Diskriminierung oder Tradition? Im bayerischen Memmingen wird gestritten, ob Frauen bei dem Ausfischen-Spektakel ausgesperrt bleiben dürfen.

Will reinjucken: Christina Renz versucht die Teilnahme am Ausfischen einzuklagen Foto: Karl-Josef Hildenbrand/dpa

Memmingen taz | „Ich würde auch sehr gerne reinjucken“, sagt Christiane Renz. „Am liebsten mit meinem Bruder und meinem Neffen.“ Jucken – so nennen sie das in Memmingen, wenn Männer und Buben am Fischertag in den Stadtbach springen zum Ausfischen. 30.000 bis 40.000 Besucher sind da in der Stadt und veranstalten ein riesiges Spektakel. Und wer die schwerste Forelle fängt, ist der neue Fischerkönig. So ist das schon seit langer Zeit, eine scheinbar unverrückbare Tradition.

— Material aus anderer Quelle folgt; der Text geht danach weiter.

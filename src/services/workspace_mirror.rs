//! Client-side mirror of a team workspace.
//!
//! Consumes sync bus messages the way an editor client would: a
//! `directory:update` replaces the cached listing wholesale, and a
//! `code:change` is applied to the in-memory buffer of a file only when that
//! file is open. Open buffers survive renames; they are dropped only when their
//! file disappears from the listing.

use std::collections::HashMap;

use tracing::{debug, warn};
use uuid::Uuid;

use super::sync_bus::{DirectoryAction, SyncEvent};
use crate::domain::models::{build_tree, TreeNode, WorkspaceNode};
use crate::domain::ports::{ChannelMessage, ClientInbox};

/// Effect of applying one message.
#[derive(Debug, Clone, PartialEq, Eq)]
pub enum MirrorChange {
    /// Listing replaced; lists editors closed because their file vanished
    ListingReplaced { action: &'static str, closed: Vec<Uuid> },
    /// An open buffer received new content
    BufferUpdated(Uuid),
    /// Message was for another team, a closed file, or unknown
    Ignored,
}

/// Client-side copy of a team workspace and its open buffers.
#[derive(Debug, Clone)]
pub struct WorkspaceMirror {
    team_id: Uuid,
    listing: Vec<WorkspaceNode>,
    buffers: HashMap<Uuid, String>,
}

impl WorkspaceMirror {
    /// Start from a fetched listing.
    pub fn new(team_id: Uuid, listing: Vec<WorkspaceNode>) -> Self {
        Self {
            team_id,
            listing,
            buffers: HashMap::new(),
        }
    }

    pub fn listing(&self) -> &[WorkspaceNode] {
        &self.listing
    }

    pub fn tree(&self) -> Vec<TreeNode> {
        build_tree(self.listing.clone())
    }

    /// Look up a node by full path.
    pub fn find(&self, full_path: &str) -> Option<&WorkspaceNode> {
        self.listing.iter().find(|n| n.full_path() == full_path)
    }

    /// Open a file from the current listing into an editor buffer.
    pub fn open(&mut self, file_id: Uuid) -> bool {
        let Some(node) = self.listing.iter().find(|n| n.id == file_id && !n.is_folder()) else {
            return false;
        };
        self.buffers.entry(file_id).or_insert_with(|| node.content.clone());
        true
    }

    /// Close a buffer.
    pub fn close(&mut self, file_id: Uuid) -> bool {
        self.buffers.remove(&file_id).is_some()
    }

    pub fn buffer(&self, file_id: Uuid) -> Option<&str> {
        self.buffers.get(&file_id).map(String::as_str)
    }

    pub fn is_open(&self, file_id: Uuid) -> bool {
        self.buffers.contains_key(&file_id)
    }

    /// Replace the listing after an explicit reload.
    pub fn reload(&mut self, listing: Vec<WorkspaceNode>) {
        self.listing = listing;
    }

    /// Apply one sync message to the mirror.
    pub fn apply(&mut self, message: &ChannelMessage) -> MirrorChange {
        if message.channel.team_id() != Some(self.team_id) {
            return MirrorChange::Ignored;
        }

        let event = match SyncEvent::from_message(message) {
            Some(Ok(event)) => event,
            Some(Err(e)) => {
                warn!(event = %message.event, error = %e, "malformed sync payload");
                return MirrorChange::Ignored;
            }
            None => return MirrorChange::Ignored,
        };

        match event {
            SyncEvent::DirectoryUpdate(update) => {
                self.listing = update.files;
                let mut closed: Vec<Uuid> = self
                    .buffers
                    .keys()
                    .filter(|id| !self.listing.iter().any(|n| n.id == **id))
                    .copied()
                    .collect();
                closed.sort();
                for id in &closed {
                    self.buffers.remove(id);
                }
                if let DirectoryAction::Deleted { removed_ids } = &update.action {
                    debug!(removed = removed_ids.len(), "mirror applied deletion");
                }
                MirrorChange::ListingReplaced {
                    action: update.action.as_str(),
                    closed,
                }
            }
            SyncEvent::CodeChange(change) => match self.buffers.get_mut(&change.file_id) {
                Some(buffer) => {
                    *buffer = change.content;
                    MirrorChange::BufferUpdated(change.file_id)
                }
                None => MirrorChange::Ignored,
            },
        }
    }

    /// Apply every message already waiting in the inbox.
    pub fn drain(&mut self, inbox: &mut ClientInbox) -> Vec<MirrorChange> {
        let mut changes = Vec::new();
        while let Ok(message) = inbox.try_recv() {
            changes.push(self.apply(&message));
        }
        changes
    }
}
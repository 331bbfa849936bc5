//! `teamspace tree <team>`: render a team workspace.

use anyhow::Result;
use clap::Args;
use serde::Serialize;
use uuid::Uuid;

use crate::cli::context::AppContext;
use crate::cli::output::{output, render_tree, CommandOutput};
use crate::domain::models::TreeNode;

#[derive(Args, Debug)]
pub struct TreeArgs {
    pub team_id: Uuid,

    /// Disable colors
    #[arg(long)]
    pub plain: bool,
}

#[derive(Debug, Serialize)]
pub struct TreeOutput {
    pub team_id: Uuid,
    pub nodes: usize,
    pub tree: Vec<TreeNode>,
    #[serde(skip)]
    styled: bool,
}

impl CommandOutput for TreeOutput {
    fn to_human(&self) -> String {
        if self.tree.is_empty() {
            return format!("Workspace of team {} is empty.", self.team_id);
        }
        format!(
            ".\n{}\n{} node(s)",
            render_tree(&self.tree, self.styled).trim_end(),
            self.nodes
        )
    }
}

pub async fn execute(args: TreeArgs, json_mode: bool) -> Result<()> {
    let ctx = AppContext::load().await?;
    let tree = ctx.workspace.tree(args.team_id).await?;
    let nodes = tree.iter().map(TreeNode::size).sum();
    output(
        &TreeOutput {
            team_id: args.team_id,
            nodes,
            tree,
            styled: !args.plain && console::colors_enabled(),
        },
        json_mode,
    );
    Ok(())
}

Christiane Renz darf aber nicht reinjucken, jedenfalls bisher nicht. Denn sie ist eine Frau. Den Bach ausfischen, damit er gereinigt werden kann, ist ein Privileg des männlichen Geschlechts. Bis jetzt. So steht es in der Satzung des Fischertagsvereins, der rund 4.800 Mitglieder hat und eine gewaltige Macht in der Allgäuer Stadt darstellt.

Renz klagte dagegen, weil sie darin eine Diskriminierung von Frauen sieht, und erhielt im August 2020 vom Amtsgericht Recht. Einen solchen Ausschluss von Frauen dürfe es in einem Verein nicht geben, der zugleich gemeinnützig ist und Steuervorteile genießt, argumentierte die damalige Richterin. Seitdem treibt das Thema die Stadt um.

Der Fischertagsverein ließ das Urteil nicht auf sich sitzen, am Mittwoch traf man sich zur Berufungsverhandlung. Die Verhandlung leitete Konrad Beß, Vorsitzender des Landgerichts. Für diesen Fall ist Autorität ebenso gefordert wie Fingerspitzengefühl. Hier im bayerischen Allgäu geht es um den größten Traditionsverein der Stadt. Und es geht um Grundsätzliches, das es in der Gesellschaft nicht mehr geben sollte – die Diskriminierung von Frauen. Kann oder darf es da überhaupt einen Kompromiss geben, eine „gütliche Einigung“, wie sie Richter Beß vorschwebt?

„Ein moderner Verein“?

Mit Engelszungen redet er auf die beiden Parteien ein: Dass es teuer wird für die Verlierer, wenn sie bis zum Europäischen Gerichtshof für Menschenrechte hoch klagen. Dass dem Verein der Entzug der Gemeinnützigkeit drohe, „wenn sie Frauen für immer und ewig ausschließen“. Und Beß erwähnt, dass schon beim ersten Prozess deutschlandweit über die angebliche Rückständigkeit der Stadt berichtet wurde – teils mit Empörung, teils als skurrile Posse vom Land. Jedenfalls nicht gerade zum Ruhme der Stadt.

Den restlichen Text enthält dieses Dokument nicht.